Pemetrexed combined with dual immune checkpoint blockade enhances cytotoxic T lymphocytes against lung cancer

Chemotherapy, in combination with immune checkpoint blockade (ICB) targeting to programmed death‐1 (PD‐1) or its ligand PD‐L1, is one of the first‐line treatments for patients with advanced non–small‐cell lung cancer (NSCLC). However, a large proportion of patients, especially those with PD‐L1 negative tumors, do not benefit from this treatment. This may be due to the existence of multiple immunosuppressive mechanisms other than the PD‐1/PD‐L1 axis. Human leukocyte antigen‐G (HLA‐G) has been identified as an immune checkpoint protein (ICP) and a neoexpressed tumor‐associated antigen (TAA) in a large proportion of solid tumors. In this study, we evaluated the induction of HLA‐G as well as PD‐L1 using sublethal doses of chemotherapeutics including pemetrexed in different NSCLC cell lines.

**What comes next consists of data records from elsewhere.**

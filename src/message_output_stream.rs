use std::sync::Arc;

use async_trait::async_trait;
use bytes::{BufMut, Bytes, BytesMut};
#[cfg(test)]
use mockall::automock;
use tokio::sync::Mutex;
use tracing::trace;

use crate::error::StreamError;

/// Receiver for flushed data blocks. The connection's implementation blocks until the
///  congestion window admits another packet - that back-pressure propagating up through
///  `write` and stalling the application is the intended behavior.
#[cfg_attr(test, automock)]
#[async_trait]
pub trait BlockSink: Send + Sync + 'static {
    async fn receive_block(&self, data: Bytes) -> Result<(), StreamError>;
}

/// Per-connection write buffer: application writes accumulate until a full packet
///  payload is available (or immediately, for interactive flows), then go to the sink
///  as one data block.
///
/// Flushes are atomic with respect to the buffer: the lock is held across the flush,
///  so concurrent writers never see a partially drained buffer.
pub struct MessageOutputStream {
    inner: Mutex<OutputInner>,
    sink: Arc<dyn BlockSink>,
    /// flush threshold - one packet payload
    buffer_size: usize,
    /// flush eagerly rather than waiting for a full packet
    interactive: bool,
}

struct OutputInner {
    buffer: BytesMut,
    closed: bool,
}

impl MessageOutputStream {
    pub fn new(sink: Arc<dyn BlockSink>, buffer_size: usize, interactive: bool) -> MessageOutputStream {
        MessageOutputStream {
            inner: Mutex::new(OutputInner {
                buffer: BytesMut::with_capacity(buffer_size),
                closed: false,
            }),
            sink,
            buffer_size,
            interactive,
        }
    }

    pub async fn write(&self, mut data: &[u8]) -> Result<(), StreamError> {
        let mut inner = self.inner.lock().await;
        if inner.closed {
            return Err(StreamError::Closed);
        }

        while !data.is_empty() {
            let room = self.buffer_size - inner.buffer.len();
            let n = room.min(data.len());
            inner.buffer.put_slice(&data[..n]);
            data = &data[n..];

            if inner.buffer.len() == self.buffer_size {
                self.flush_locked(&mut inner).await?;
            }
        }

        if self.interactive && !inner.buffer.is_empty() {
            self.flush_locked(&mut inner).await?;
        }
        Ok(())
    }

    pub async fn flush(&self) -> Result<(), StreamError> {
        let mut inner = self.inner.lock().await;
        if inner.buffer.is_empty() {
            return Ok(());
        }
        self.flush_locked(&mut inner).await
    }

    /// Flush any buffered data and mark the stream closed. Idempotent.
    pub async fn close(&self) -> Result<(), StreamError> {
        let mut inner = self.inner.lock().await;
        if inner.closed {
            return Ok(());
        }
        inner.closed = true;
        if !inner.buffer.is_empty() {
            self.flush_locked(&mut inner).await?;
        }
        Ok(())
    }

    pub async fn is_closed(&self) -> bool {
        self.inner.lock().await.closed
    }

    async fn flush_locked(&self, inner: &mut OutputInner) -> Result<(), StreamError> {
        let block = inner.buffer.split().freeze();
        trace!("flushing block of {} bytes", block.len());
        self.sink.receive_block(block).await
    }
}

#[cfg(test)]
mod tests {
    use super::*;
    use mockall::predicate::eq;
    use rstest::rstest;

    #[rstest]
    #[case::below_threshold(8, vec![vec![1, 2, 3]], vec![])]
    #[case::exact_threshold(3, vec![vec![1, 2, 3]], vec![vec![1, 2, 3]])]
    #[case::split_across_blocks(4, vec![vec![1, 2, 3, 4, 5, 6]], vec![vec![1, 2, 3, 4]])]
    #[case::accumulates_across_writes(4, vec![vec![1, 2], vec![3, 4, 5]], vec![vec![1, 2, 3, 4]])]
    fn test_write_buffering(
        #[case] buffer_size: usize,
        #[case] writes: Vec<Vec<u8>>,
        #[case] expected_blocks: Vec<Vec<u8>>,
    ) {
        let rt = tokio::runtime::Builder::new_current_thread().enable_all().build().unwrap();
        rt.block_on(async move {
            let mut sink = MockBlockSink::new();
            for block in expected_blocks {
                sink.expect_receive_block()
                    .with(eq(Bytes::from(block)))
                    .once()
                    .returning(|_| Ok(()));
            }

            let out = MessageOutputStream::new(Arc::new(sink), buffer_size, false);
            for w in writes {
                out.write(&w).await.unwrap();
            }
        });
    }

    #[rstest]
    fn test_interactive_flushes_eagerly() {
        let rt = tokio::runtime::Builder::new_current_thread().enable_all().build().unwrap();
        rt.block_on(async {
            let mut sink = MockBlockSink::new();
            sink.expect_receive_block()
                .with(eq(Bytes::from_static(&[1, 2])))
                .once()
                .returning(|_| Ok(()));

            let out = MessageOutputStream::new(Arc::new(sink), 1024, true);
            out.write(&[1, 2]).await.unwrap();
        });
    }

    #[rstest]
    fn test_close_flushes_remainder_and_is_idempotent() {
        let rt = tokio::runtime::Builder::new_current_thread().enable_all().build().unwrap();
        rt.block_on(async {
            let mut sink = MockBlockSink::new();
            sink.expect_receive_block()
                .with(eq(Bytes::from_static(&[9])))
                .once()
                .returning(|_| Ok(()));

            let out = MessageOutputStream::new(Arc::new(sink), 1024, false);
            out.write(&[9]).await.unwrap();
            out.close().await.unwrap();
            out.close().await.unwrap();

            assert_eq!(out.write(&[1]).await, Err(StreamError::Closed));
        });
    }

    #[rstest]
    fn test_sink_error_propagates_to_writer() {
        let rt = tokio::runtime::Builder::new_current_thread().enable_all().build().unwrap();
        rt.block_on(async {
            let mut sink = MockBlockSink::new();
            sink.expect_receive_block().returning(|_| Err(StreamError::Reset));

            let out = MessageOutputStream::new(Arc::new(sink), 2, false);
            assert_eq!(out.write(&[1, 2, 3]).await, Err(StreamError::Reset));
        });
    }
}
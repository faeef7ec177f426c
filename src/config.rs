use std::time::Duration;

use anyhow::bail;
use rustc_hash::FxHashSet;

use crate::identity::Identity;

/// What to do when a connection has seen no traffic for the inactivity timeout.
#[derive(Copy, Clone, Eq, PartialEq, Debug)]
pub enum InactivityAction {
    /// leave the connection alone
    Noop,
    /// send a payload-less keepalive packet to provoke an ack
    SendKeepalive,
    /// tear the connection down non-gracefully
    Disconnect,
}

/// Per-peer and aggregate admission ceilings for one throttle period. 0 = unlimited.
#[derive(Copy, Clone, Debug, Default)]
pub struct ThrottleLimits {
    pub max_per_peer: u32,
    pub max_total: u32,
}

/// Configuration for a [`ConnectionManager`](crate::ConnectionManager) and the
///  connections it creates.
///
/// The per-connection values here are *seeds*: window size and RTT evolve per
///  connection (and are additionally warmed from the TCB cache when a fresh entry
///  exists for the peer).
#[derive(Clone, Debug)]
pub struct StreamConfig {
    /// congestion window at connection start, in packets
    pub initial_window_size: u32,
    /// hard ceiling for congestion window growth, in packets
    pub max_window_size: u32,
    /// round-trip-time estimate used before the first sample arrives
    pub rtt_seed: Duration,
    /// retransmission timeout before the first RTT sample arrives
    pub initial_resend_delay: Duration,
    /// how long to sit on an ack hoping to piggyback it onto outbound data
    pub ack_delay: Duration,
    /// largest payload we put into a single packet (and advertise to the peer)
    pub max_payload_size: usize,
    /// ceiling on the inbound reassembly buffer, in bytes
    pub max_receive_buffer: usize,
    /// a packet resent more than this many times kills the connection
    pub max_resends: u32,
    /// how many times a packet must be nacked before it is fast-retransmitted
    pub fast_retransmit_threshold: u32,

    pub inactivity_timeout: Duration,
    pub inactivity_action: InactivityAction,

    pub connect_timeout: Duration,
    /// when set, the initial SYN is held back this long so that data from the first
    ///  write can piggyback on it
    pub connect_delay: Option<Duration>,
    /// `None` blocks indefinitely (bounded only by connection death)
    pub read_timeout: Option<Duration>,
    pub write_timeout: Option<Duration>,

    /// ceiling on concurrent live connections (inbound refused, outbound fails)
    pub max_connections: usize,
    pub throttle_per_minute: ThrottleLimits,
    pub throttle_per_hour: ThrottleLimits,
    pub throttle_per_day: ThrottleLimits,
    /// when non-empty, only these identities may connect inbound
    pub access_list: FxHashSet<Identity>,
    /// these identities are always refused
    pub deny_list: FxHashSet<Identity>,

    /// latency-sensitive flow: flush small packets instead of filling them
    pub profile_interactive: bool,
    /// require every packet from the peer to be signed, not just the SYN/CLOSE/RESET class
    pub require_fully_signed: bool,

    pub local_port: u16,
    pub remote_port: u16,
}

impl StreamConfig {
    /// lower clamp for the retransmission timeout
    pub const MIN_RESEND_DELAY: Duration = Duration::from_secs(1);
    /// upper clamp for the retransmission timeout
    pub const MAX_RESEND_DELAY: Duration = Duration::from_secs(45);
    /// the write path never blocks longer than this, whatever the configured timeout
    pub const MAX_WRITE_CHOKE: Duration = Duration::from_secs(5 * 60);
    /// grace period before a reset / aborted connection is dropped from the table
    pub const DISCONNECT_GRACE: Duration = Duration::from_secs(5 * 60);
    /// linger period after an orderly close before the connection is dropped
    pub const CLOSE_LINGER: Duration = Duration::from_secs(30);

    pub fn validate(&self) -> anyhow::Result<()> {
        if self.initial_window_size == 0 {
            bail!("initial window size must be at least 1");
        }
        if self.max_window_size < self.initial_window_size {
            bail!("max window size below initial window size");
        }
        if self.max_payload_size == 0 || self.max_payload_size > crate::packet::Packet::MAX_PAYLOAD_SIZE {
            bail!("max payload size must be in 1..={}", crate::packet::Packet::MAX_PAYLOAD_SIZE);
        }
        if self.max_receive_buffer < self.max_payload_size {
            bail!("receive buffer smaller than a single packet payload");
        }
        Ok(())
    }
}

impl Default for StreamConfig {
    fn default() -> StreamConfig {
        StreamConfig {
            initial_window_size: 6,
            max_window_size: 128,
            rtt_seed: Duration::from_secs(8),
            initial_resend_delay: Duration::from_secs(9),
            ack_delay: Duration::from_millis(500),
            max_payload_size: crate::packet::Packet::MAX_PAYLOAD_SIZE,
            max_receive_buffer: 256 * 1024,
            max_resends: 8,
            fast_retransmit_threshold: 2,
            inactivity_timeout: Duration::from_secs(90),
            inactivity_action: InactivityAction::Disconnect,
            connect_timeout: Duration::from_secs(60),
            connect_delay: None,
            read_timeout: None,
            write_timeout: None,
            max_connections: 256,
            throttle_per_minute: ThrottleLimits::default(),
            throttle_per_hour: ThrottleLimits::default(),
            throttle_per_day: ThrottleLimits::default(),
            access_list: FxHashSet::default(),
            deny_list: FxHashSet::default(),
            profile_interactive: false,
            require_fully_signed: false,
            local_port: 0,
            remote_port: 0,
        }
    }
}

#[cfg(test)]
mod tests {
    use super::*;
    use rstest::rstest;

    #[rstest]
    fn test_default_is_valid() {
        StreamConfig::default().validate().unwrap();
    }

    #[rstest]
    #[case::zero_window(|c: &mut StreamConfig| c.initial_window_size = 0)]
    #[case::max_below_initial(|c: &mut StreamConfig| c.max_window_size = 2)]
    #[case::oversized_payload(|c: &mut StreamConfig| c.max_payload_size = 64 * 1024)]
    #[case::tiny_receive_buffer(|c: &mut StreamConfig| c.max_receive_buffer = 100)]
    fn test_validate_rejects(#[case] mutate: fn(&mut StreamConfig)) {
        let mut config = StreamConfig::default();
        mutate(&mut config);
        assert!(config.validate().is_err());
    }
}
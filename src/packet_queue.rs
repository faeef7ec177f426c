use std::sync::Arc;

use tracing::{error, trace};

use crate::identity::{Identity, Signer};
use crate::packet::{Packet, PacketFlags};
use crate::transport::Transport;

/// Serializes outgoing packets, signs the classes that require a signature, and hands
///  them to the underlying message transport. Non-blocking from the protocol's point
///  of view: the transport either accepts the message or reports failure immediately.
pub struct PacketQueue {
    transport: Arc<dyn Transport>,
    signer: Arc<dyn Signer>,
}

impl PacketQueue {
    /// packet classes that always travel signed
    const SIGNED_CLASSES: PacketFlags = PacketFlags::SYNCHRONIZE
        .union(PacketFlags::CLOSE)
        .union(PacketFlags::RESET);

    pub fn new(transport: Arc<dyn Transport>, signer: Arc<dyn Signer>) -> PacketQueue {
        PacketQueue { transport, signer }
    }

    pub fn signer(&self) -> &dyn Signer {
        self.signer.as_ref()
    }

    pub fn local_identity(&self) -> Identity {
        self.signer.local_identity()
    }

    /// Sign (when required), serialize and send. Returns `false` when the transport
    ///  could not accept the message - the caller treats that as fatal for the
    ///  connection; there is no retry at this layer.
    pub async fn enqueue(
        &self,
        to: &Identity,
        packet: &mut Packet,
        local_port: u16,
        remote_port: u16,
    ) -> bool {
        if (packet.flags().intersects(Self::SIGNED_CLASSES)
            || packet.is_flag_set(PacketFlags::SIGNATURE_INCLUDED))
            && packet.option_signature().is_none()
        {
            if let Err(e) = packet.sign(self.signer.as_ref()) {
                error!("cannot sign outbound packet {}: {}", packet, e);
                return false;
            }
        }

        let buf = match packet.encode() {
            Ok(buf) => buf,
            Err(e) => {
                error!("cannot serialize outbound packet {}: {}", packet, e);
                return false;
            }
        };

        trace!("sending packet {} to {} ({} bytes)", packet, to, buf.len());
        let delivered = self.transport.send(to, &buf, local_port, remote_port).await;
        if !delivered {
            error!("transport refused packet {} to {}", packet, to);
        }
        delivered
    }
}

#[cfg(test)]
mod tests {
    use super::*;
    use crate::identity::{MockSigner, Signature};
    use crate::packet::StreamId;
    use crate::transport::MockTransport;
    use rstest::rstest;

    fn queue_with(transport: MockTransport, signer: MockSigner) -> PacketQueue {
        PacketQueue::new(Arc::new(transport), Arc::new(signer))
    }

    fn peer() -> Identity {
        Identity::from_bytes(vec![7; 4])
    }

    #[rstest]
    fn test_plain_ack_is_sent_unsigned() {
        let rt = tokio::runtime::Builder::new_current_thread().enable_all().build().unwrap();
        rt.block_on(async {
            let mut transport = MockTransport::new();
            transport
                .expect_send()
                .withf(|_, payload, lp, rp| {
                    let decoded = Packet::decode(payload).unwrap();
                    !decoded.is_flag_set(PacketFlags::SIGNATURE_INCLUDED) && *lp == 1 && *rp == 2
                })
                .once()
                .return_const(true);
            let signer = MockSigner::new(); // sign() must never be called

            let queue = queue_with(transport, signer);
            let mut packet = Packet::new(StreamId::from_raw(5), StreamId::from_raw(6), 0);
            assert!(queue.enqueue(&peer(), &mut packet, 1, 2).await);
        });
    }

    #[rstest]
    #[case::syn(PacketFlags::SYNCHRONIZE)]
    #[case::close(PacketFlags::CLOSE)]
    #[case::reset(PacketFlags::RESET)]
    fn test_signed_classes_get_signed(#[case] flag: PacketFlags) {
        let rt = tokio::runtime::Builder::new_current_thread().enable_all().build().unwrap();
        rt.block_on(async {
            let mut signer = MockSigner::new();
            signer.expect_sign().once().returning(|_| Signature([0xee; Signature::LEN]));

            let mut transport = MockTransport::new();
            transport
                .expect_send()
                .withf(|_, payload, _, _| {
                    let decoded = Packet::decode(payload).unwrap();
                    decoded.option_signature() == Some(&Signature([0xee; Signature::LEN]))
                })
                .once()
                .return_const(true);

            let queue = queue_with(transport, signer);
            let mut packet = Packet::new(StreamId::from_raw(5), StreamId::from_raw(6), 1);
            packet.set_flag(flag);
            assert!(queue.enqueue(&peer(), &mut packet, 0, 0).await);
        });
    }

    #[rstest]
    fn test_transport_refusal_is_reported() {
        let rt = tokio::runtime::Builder::new_current_thread().enable_all().build().unwrap();
        rt.block_on(async {
            let mut transport = MockTransport::new();
            transport.expect_send().return_const(false);

            let queue = queue_with(transport, MockSigner::new());
            let mut packet = Packet::new(StreamId::from_raw(5), StreamId::from_raw(6), 0);
            assert!(!queue.enqueue(&peer(), &mut packet, 0, 0).await);
        });
    }
}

Except for gefitinib, most of the chemotherapeutic agents enhanced HLA‐G and PD‐L1 expression in a dose‐dependent manner, whereas pemetrexed and carboplatin treatments showed the most consistent upregulation of PD‐L1 and HLA‐G in each cell line. In addition to protein levels, a novel finding of this study is that pemetrexed enhanced the glycosylation of HLA‐G and PD‐L1. Pemetrexed potentiated the cytotoxicity of cytotoxic T lymphocytes (CTLs) to treat NSCLC. Both in vitro and in vivo experiments revealed that CTL‐mediated cytotoxicity was most pronounced when both anti‐PD‐L1 and anti‐HLA‐G ICBs were combined with pemetrexed treatment. In conclusion, anti‐HLA‐G could be an intervention strategy in addition to the anti‐PD‐1/PD‐L1 pathway for NSCLC. Moreover, dual targeting of PD‐L1 and HLA‐G combined with pemetrexed might have a better extent of CTL‐based immunotherapy.